Three-dimensional (3D) display systems were first developed for aircraft and military use and were later brought to the operating theater. Live 3D display systems have been widely used in medicine, particularly after the creation of the TrueVision 3D Visualization System for Microsurgery. Conventional 3D systems are categorized as either active or passive systems.
In active systems, high-speed consecutive images for the right and left eyes are shown alternatively, while a special pair of electronic glasses actively suppresses the image in the other eye. In passive 3D systems, the three-dimensional image is acquired by mixing two images horizontally and then passively separating them into polarized 3D glasses.
In ophthalmology, heads-up surgery describes microsurgical procedures performed by viewing the microscopic image on a panel display sent from a 3D camera instead of looking at the eyepieces of the microscope. This technique eliminates the constraints imposed by the standard binocular microscope and provides greater degrees of freedom to operate in a more neutral, physiologic position without affecting the image quality or technical difficulty. It is also potentially an aide to surgical teaching since multiple people in the same room can share the high-resolution view of the surgeon.
Cataract and anterior segment surgery in human eyes using heads-up surgery were first reported by Weinstock in 2010. He reported excellent outcomes in both groups, with minimal procedure time difference between groups. Interestingly, the rate of unplanned vitrectomy was three times higher in the standard microscope group compared with the TrueVision group.

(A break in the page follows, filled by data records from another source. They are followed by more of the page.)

pub mod order_commands;
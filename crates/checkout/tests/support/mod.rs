#![allow(dead_code)]

use async_trait::async_trait;
use chrono::{DateTime, TimeZone, Utc};
use rust_decimal::Decimal;
use std::sync::atomic::{AtomicBool, Ordering};
use std::sync::Arc;
use uuid::Uuid;

use checkout::{
    CheckoutError, InMemoryCoupons, InMemoryInventory, InMemoryOrders, Inventory, OrderRepository,
    OrderService, Ports, Result,
};
use common::EngineConfig;
use domain::commands::order_commands::{PlaceOrderCommand, PlaceOrderItem};
use domain::events::EventEnvelope;
use domain::inventory::StockReservation;
use domain::{Actor, FixedClock, LoyaltySchedule, Money, Order, Product, Quantity};

pub fn start() -> DateTime<Utc> {
    Utc.with_ymd_and_hms(2024, 3, 14, 10, 0, 0).unwrap()
}

/// Order repository whose saves of finalized orders can be made to fail
pub struct FlakyOrders {
    inner: Arc<InMemoryOrders>,
    fail_finalized_saves: AtomicBool,
}

impl FlakyOrders {
    pub fn new(inner: Arc<InMemoryOrders>) -> Self {
        Self {
            inner,
            fail_finalized_saves: AtomicBool::new(false),
        }
    }

    pub fn fail_finalized_saves(&self) {
        self.fail_finalized_saves.store(true, Ordering::SeqCst);
    }
}

#[async_trait]
impl OrderRepository for FlakyOrders {
    async fn load_order(&self, order_id: Uuid) -> Result<Order> {
        self.inner.load_order(order_id).await
    }

    async fn save_order(
        &self,
        order: &Order,
        expected_version: Option<i64>,
        events: Vec<EventEnvelope>,
    ) -> Result<()> {
        if order.is_finalized() && self.fail_finalized_saves.load(Ordering::SeqCst) {
            return Err(CheckoutError::ConcurrencyConflict {
                order_id: order.id(),
                expected: expected_version,
                actual: expected_version.map(|v| v + 1),
            });
        }
        self.inner.save_order(order, expected_version, events).await
    }

    async fn history(&self, order_id: Uuid) -> Result<Vec<EventEnvelope>> {
        self.inner.history(order_id).await
    }

    async fn delivered_count(&self, customer_id: Uuid) -> Result<u32> {
        self.inner.delivered_count(customer_id).await
    }
}

/// Inventory whose releases can be made to fail
pub struct FlakyInventory {
    inner: Arc<InMemoryInventory>,
    fail_releases: AtomicBool,
}

impl FlakyInventory {
    pub fn new(inner: Arc<InMemoryInventory>) -> Self {
        Self {
            inner,
            fail_releases: AtomicBool::new(false),
        }
    }

    pub fn fail_releases(&self, fail: bool) {
        self.fail_releases.store(fail, Ordering::SeqCst);
    }
}

#[async_trait]
impl Inventory for FlakyInventory {
    async fn reserve(&self, order_id: Uuid, lines: Vec<(Uuid, Quantity)>) -> Result<StockReservation> {
        self.inner.reserve(order_id, lines).await
    }

    async fn release(&self, reservation: &StockReservation) -> Result<()> {
        if self.fail_releases.load(Ordering::SeqCst) {
            let product_id = reservation.lines.first().map(|l| l.product_id).unwrap_or_default();
            return Err(domain::OrderError::ProductNotFound(product_id).into());
        }
        self.inner.release(reservation).await
    }

    async fn low_stock(&self, reservation: &StockReservation) -> Result<Vec<(Uuid, Quantity)>> {
        self.inner.low_stock(reservation).await
    }
}

pub struct World {
    pub service: Arc<OrderService>,
    pub inventory: Arc<InMemoryInventory>,
    pub coupons: Arc<InMemoryCoupons>,
    pub orders: Arc<InMemoryOrders>,
    pub flaky: Arc<FlakyOrders>,
    pub flaky_inventory: Arc<FlakyInventory>,
    pub clock: Arc<FixedClock>,
    pub customer: Actor,
    pub owner: Actor,
}

impl World {
    pub fn new(schedule: LoyaltySchedule) -> Self {
        common::telemetry::init_basic_telemetry("warn");

        let inventory = Arc::new(InMemoryInventory::new());
        let coupons = Arc::new(InMemoryCoupons::new());
        let orders = Arc::new(InMemoryOrders::new());
        let flaky = Arc::new(FlakyOrders::new(orders.clone()));
        let flaky_inventory = Arc::new(FlakyInventory::new(inventory.clone()));
        let clock = Arc::new(FixedClock::at(start()));

        let mut ports = Ports::in_memory(inventory.clone(), coupons.clone(), orders.clone(), schedule);
        ports.orders = flaky.clone();
        ports.inventory = flaky_inventory.clone();

        let service = OrderService::new(ports, clock.clone(), &EngineConfig::default())
            .expect("default config is valid");

        Self {
            service: Arc::new(service),
            inventory,
            coupons,
            orders,
            flaky,
            flaky_inventory,
            clock,
            customer: Actor::customer(Uuid::new_v4()),
            owner: Actor::owner(Uuid::new_v4()),
        }
    }

    pub fn plain() -> Self {
        Self::new(LoyaltySchedule::default())
    }

    pub async fn stock(&self, name: &str, price: Decimal, kg: Decimal) -> Product {
        let product = Product::new(name, "Produce", Money::new(price), Quantity::kg(kg));
        self.inventory.add_product(product.clone()).await;
        product
    }

    pub async fn place(&self, lines: &[(Uuid, Decimal)], coupon_code: Option<&str>) -> Order {
        self.place_for(&self.customer, lines, coupon_code).await
    }

    pub async fn place_for(
        &self,
        customer: &Actor,
        lines: &[(Uuid, Decimal)],
        coupon_code: Option<&str>,
    ) -> Order {
        self.service
            .place_order(
                customer,
                PlaceOrderCommand {
                    customer_id: customer.id,
                    delivery_address: "27 Harbour Road".to_string(),
                    items: lines
                        .iter()
                        .map(|&(product_id, kg)| PlaceOrderItem {
                            product_id,
                            quantity: Quantity::kg(kg),
                        })
                        .collect(),
                    coupon_code: coupon_code.map(str::to_string),
                },
            )
            .await
            .expect("order is placed")
    }

    pub async fn available(&self, product_id: Uuid) -> Quantity {
        self.inventory
            .available(product_id)
            .await
            .expect("product is tracked")
    }
}

pub fn assert_total_identity(order: &Order) {
    assert_eq!(
        order.total_cost(),
        order.subtotal() + order.vat_amount() - order.discount_amount() - order.loyalty_discount()
    );
    assert!(!order.total_cost().is_negative());
}
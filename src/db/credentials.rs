use std::sync::Arc;

use async_trait::async_trait;
use sqlx::{PgPool, Row};

use crate::models::content::SellerCredentials;
use crate::services::credentials::{CredentialError, CredentialLookup};
use crate::services::encryption::SecretCipher;

/// Looks up `seller_profiles` by profile id first, then by seller id.
pub struct PgCredentialLookup {
    pool: PgPool,
    cipher: Arc<SecretCipher>,
}

impl PgCredentialLookup {
    pub fn new(pool: PgPool, cipher: Arc<SecretCipher>) -> Self {
        Self { pool, cipher }
    }
}

#[async_trait]
impl CredentialLookup for PgCredentialLookup {
    async fn resolve(&self, key: &str) -> Result<Option<SellerCredentials>, CredentialError> {
        let row = sqlx::query(
            r#"
            SELECT client_id, api_key_encrypted
            FROM seller_profiles
            WHERE is_active AND (id = $1 OR seller_id = $1)
            ORDER BY (id = $1) DESC, created_at ASC
            LIMIT 1
            "#,
        )
        .bind(key)
        .fetch_optional(&self.pool)
        .await?;

        let Some(row) = row else {
            return Ok(None);
        };

        let client_id: String = row.try_get("client_id")?;
        let sealed: String = row.try_get("api_key_encrypted")?;
        let api_key = self
            .cipher
            .open(&sealed)
            .map_err(|e| CredentialError::Sealed(key.to_string(), e))?;

        if client_id.trim().is_empty() || api_key.trim().is_empty() {
            return Ok(None);
        }

        Ok(Some(SellerCredentials { client_id, api_key }))
    }
}
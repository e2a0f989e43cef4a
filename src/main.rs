use std::sync::Arc;

use metrics_exporter_prometheus::PrometheusBuilder;
use tracing_subscriber::EnvFilter;

use rich_content_queue::{build_state, config::AppConfig, db, routes};

#[tokio::main]
async fn main() {
    // Initialize structured logging
    tracing_subscriber::fmt()
        .with_env_filter(
            EnvFilter::try_from_default_env().unwrap_or_else(|_| EnvFilter::new("info")),
        )
        .json()
        .init();

    // Load configuration from environment
    let config = AppConfig::from_env().expect("Failed to load configuration from environment");

    tracing::info!("Initializing rich-content-queue server");

    // Initialize Prometheus metrics recorder
    let prometheus_handle = PrometheusBuilder::new()
        .install_recorder()
        .expect("Failed to install Prometheus metrics recorder");
    let prometheus_handle = Arc::new(prometheus_handle);
    routes::metrics::describe_metrics();

    tracing::info!("Connecting to PostgreSQL database");
    let db_pool = db::init_pool(&config.database_url)
        .await
        .expect("Failed to connect to database");

    tracing::info!("Running database migrations");
    db::run_migrations(&db_pool)
        .await
        .expect("Failed to run database migrations");

    let state = build_state(&config, db_pool).expect("Failed to initialize application state");

    let app = routes::router(state, prometheus_handle);

    tracing::info!(
        item_delay_secs = config.item_delay_secs,
        stale_item_after_secs = config.stale_item_after_secs,
        skipped_is_terminal = config.skipped_is_terminal,
        "Starting rich-content-queue on {}",
        config.bind_addr
    );

    let listener = tokio::net::TcpListener::bind(&config.bind_addr)
        .await
        .expect("Failed to bind to address");

    tracing::info!("Server listening on {}", config.bind_addr);

    axum::serve(listener, app).await.expect("Server error");
}
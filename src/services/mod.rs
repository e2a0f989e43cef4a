pub mod ai_rich;
pub mod credentials;
pub mod encryption;
pub mod enqueue;
pub mod generator;
pub mod log_sink;
pub mod marketplace;
pub mod normalize;
pub mod processor;
pub mod worker;
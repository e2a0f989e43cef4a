use axum::extract::rejection::JsonRejection;
use axum::extract::{Path, Query, State};
use axum::http::{HeaderMap, StatusCode};
use axum::Json;
use uuid::Uuid;

use crate::app_state::AppState;
use crate::error::{ApiError, ApiResult};
use crate::models::job::{ItemStatus, ItemView, Job};
use crate::models::request::{EnqueueRequest, EnqueueResponse, ItemListQuery, JobListQuery};
use crate::services::enqueue::Caller;
use crate::services::worker::{clamp_limit, parse_limit};

fn header(headers: &HeaderMap, name: &str) -> Option<String> {
    headers
        .get(name)
        .and_then(|v| v.to_str().ok())
        .map(str::trim)
        .filter(|v| !v.is_empty())
        .map(str::to_string)
}

/// POST /api/v1/jobs - create a job with one pending item per usable offer.
pub async fn create_job(
    State(state): State<AppState>,
    headers: HeaderMap,
    body: Result<Json<EnqueueRequest>, JsonRejection>,
) -> ApiResult<(StatusCode, Json<EnqueueResponse>)> {
    let Json(request) = body.map_err(|e| ApiError::bad_request(e.body_text()))?;
    let caller = Caller {
        user_id: header(&headers, "x-user-id"),
        enterprise_id: header(&headers, "x-enterprise-id"),
    };

    let response = state.enqueue.enqueue(request, caller).await?;
    Ok((StatusCode::CREATED, Json(response)))
}

/// GET /api/v1/jobs - most recent jobs first.
pub async fn list_jobs(
    State(state): State<AppState>,
    Query(query): Query<JobListQuery>,
) -> ApiResult<Json<Vec<Job>>> {
    let limit = clamp_limit(parse_limit(query.limit.as_deref()));
    let jobs = state.store.list_jobs(limit).await?;
    Ok(Json(jobs))
}

/// GET /api/v1/jobs/{job_id} - job summary.
pub async fn get_job(
    State(state): State<AppState>,
    Path(job_id): Path<Uuid>,
) -> ApiResult<Json<Job>> {
    let job = state
        .store
        .get_job(job_id)
        .await?
        .ok_or_else(|| ApiError::not_found(format!("job {job_id}")))?;
    Ok(Json(job))
}

/// GET /api/v1/jobs/{job_id}/items - items of a job, optionally by status.
pub async fn list_job_items(
    State(state): State<AppState>,
    Path(job_id): Path<Uuid>,
    Query(query): Query<ItemListQuery>,
) -> ApiResult<Json<Vec<ItemView>>> {
    let status = query
        .status
        .as_deref()
        .map(|s| {
            s.parse::<ItemStatus>()
                .map_err(|_| ApiError::bad_request(format!("unknown item status '{s}'")))
        })
        .transpose()?;

    if state.store.get_job(job_id).await?.is_none() {
        return Err(ApiError::not_found(format!("job {job_id}")));
    }

    let items = state.store.list_items(job_id, status).await?;
    Ok(Json(items.into_iter().map(ItemView::from).collect()))
}
use sqlx::{postgres::PgPoolOptions, PgPool};
use std::time::Duration;

/// Initialize PostgreSQL connection pool
pub async fn init_pool(database_url: &str) -> Result<PgPool, sqlx::Error> {
    PgPoolOptions::new()
        .max_connections(10)
        .min_connections(1)
        .acquire_timeout(Duration::from_secs(10))
        .idle_timeout(Duration::from_secs(600))
        .max_lifetime(Duration::from_secs(1800))
        .connect(database_url)
        .await
}

/// Run database migrations
pub async fn run_migrations(pool: &PgPool) -> Result<(), sqlx::Error> {
    sqlx::migrate!("./migrations")
        .run(pool)
        .await
        .map_err(|e| sqlx::Error::Migrate(Box::new(e)))
}

pub mod credentials;
pub mod logs;
pub mod memory;
pub mod queries;
pub mod store;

The TrueVision 3D Surgical System is a camera unit that attaches to standard surgical microscopes, sending stereoscopic images and video to a 3D, high-definition (HD), large-screen monitor positioned a few feet from the surgeon, providing visualization in real-time. The US Food and Drug Administration (FDA) has granted clearance for the TrueVision Refractive Cataract Toolset, an application that provides 3D graphical overlays for image-guided cataract surgery.
Other anterior segment surgeries have been performed using the heads-up system, including amniotic membrane transplantation and corneal surgery. Vitreoretinal procedures have also been performed using the heads-up surgery, which was introduced by Eckardt and Paulo. They conducted a study to assess whether vitreoretinal surgery could be performed using the heads-up display system with a 3D, high dynamic range surgical camera, a HD LCD display which requires the use of passive 3D polarized glasses.

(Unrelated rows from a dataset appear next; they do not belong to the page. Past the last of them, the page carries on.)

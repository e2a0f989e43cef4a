use std::collections::HashMap;

use async_trait::async_trait;

use crate::models::content::SellerCredentials;
use crate::services::encryption::EncryptionError;

/// Resolves marketplace credentials for a seller profile or seller id.
#[async_trait]
pub trait CredentialLookup: Send + Sync {
    async fn resolve(&self, key: &str) -> Result<Option<SellerCredentials>, CredentialError>;
}

#[derive(Debug, thiserror::Error)]
pub enum CredentialError {
    #[error("Credential store error: {0}")]
    Store(#[from] sqlx::Error),

    #[error("Stored API key for '{0}' could not be decrypted")]
    Sealed(String, #[source] EncryptionError),
}

/// Fixed credential table, keyed by profile or seller id.
#[derive(Debug, Default, Clone)]
pub struct StaticCredentials {
    entries: HashMap<String, SellerCredentials>,
}

impl StaticCredentials {
    pub fn new() -> Self {
        Self::default()
    }

    pub fn with(mut self, key: impl Into<String>, credentials: SellerCredentials) -> Self {
        self.entries.insert(key.into(), credentials);
        self
    }
}

#[async_trait]
impl CredentialLookup for StaticCredentials {
    async fn resolve(&self, key: &str) -> Result<Option<SellerCredentials>, CredentialError> {
        Ok(self.entries.get(key).cloned())
    }
}
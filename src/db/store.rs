use async_trait::async_trait;
use chrono::{DateTime, Utc};
use uuid::Uuid;

use crate::models::job::{ItemCounts, ItemStatus, Job, JobItem, JobStatus, NewJob};

#[derive(Debug, thiserror::Error)]
pub enum StoreError {
    #[error("Database error: {0}")]
    Database(#[from] sqlx::Error),

    #[error("Job not found: {0}")]
    JobNotFound(Uuid),

    #[error("Corrupt record: {0}")]
    Corrupt(String),
}

/// Durable storage for jobs and their items.
///
/// Every write is keyed by a single job or item id; only `create_job`
/// spans several rows.
#[async_trait]
pub trait JobStore: Send + Sync {
    /// Insert a job and all of its items atomically.
    async fn create_job(&self, job: NewJob) -> Result<Job, StoreError>;

    async fn get_job(&self, job_id: Uuid) -> Result<Option<Job>, StoreError>;

    /// Most recently created jobs first.
    async fn list_jobs(&self, limit: i64) -> Result<Vec<Job>, StoreError>;

    async fn list_items(
        &self,
        job_id: Uuid,
        status: Option<ItemStatus>,
    ) -> Result<Vec<JobItem>, StoreError>;

    /// Oldest pending items across all jobs.
    async fn pending_items(&self, limit: i64) -> Result<Vec<JobItem>, StoreError>;

    /// Move an item from `pending` to `in_progress` and bump its attempts.
    ///
    /// Returns `None` when the item is no longer pending, meaning another
    /// invocation has claimed it.
    async fn claim_item(&self, item_id: Uuid) -> Result<Option<JobItem>, StoreError>;

    /// Record a final outcome (`done`, `failed` or `skipped`).
    async fn finish_item(
        &self,
        item_id: Uuid,
        status: ItemStatus,
        snapshot: Option<serde_json::Value>,
        error: Option<&str>,
    ) -> Result<(), StoreError>;

    /// Put a claimed item back to `pending`, keeping its attempts.
    async fn release_item(&self, item_id: Uuid, error: &str) -> Result<(), StoreError>;

    async fn count_items(&self, job_id: Uuid) -> Result<ItemCounts, StoreError>;

    /// Write recomputed counters and status. `started_at` is stamped once;
    /// `finished_at` is set only for completed jobs.
    async fn update_job_progress(
        &self,
        job_id: Uuid,
        counts: ItemCounts,
        status: JobStatus,
    ) -> Result<(), StoreError>;

    /// Return items stuck `in_progress` since before `cutoff` to `pending`.
    async fn reclaim_stale_items(
        &self,
        cutoff: DateTime<Utc>,
        reason: &str,
    ) -> Result<u64, StoreError>;

    /// Connectivity probe for health checks.
    async fn health_check(&self) -> Result<(), StoreError> {
        Ok(())
    }
}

The use of head-mounted display systems is a novel emerging concept in ophthalmology. The head-mounted system differs from conventional 3D systems by showing two simultaneous images, one for each eye, avoiding the ghosting image effect caused by cross-talk in active 3D systems. The wide horizontal viewing angle enables a more natural visual experience. The use of this technology in Ophthalmology has been widely reported, including pars plana vitrectomy, alone and combined with phacoemulsification/intraocular lens (IOL) implantation.
In conclusion, 3D display systems have shown promising results in ophthalmology, with heads-up surgery using 3D display screens increasingly accepted due to their advantages in terms of ergonomics and surgical teaching/coordination. The use of head-mounted display systems is an innovative concept in ophthalmology that may prove to be an excellent tool for live surgery teaching and training in the future.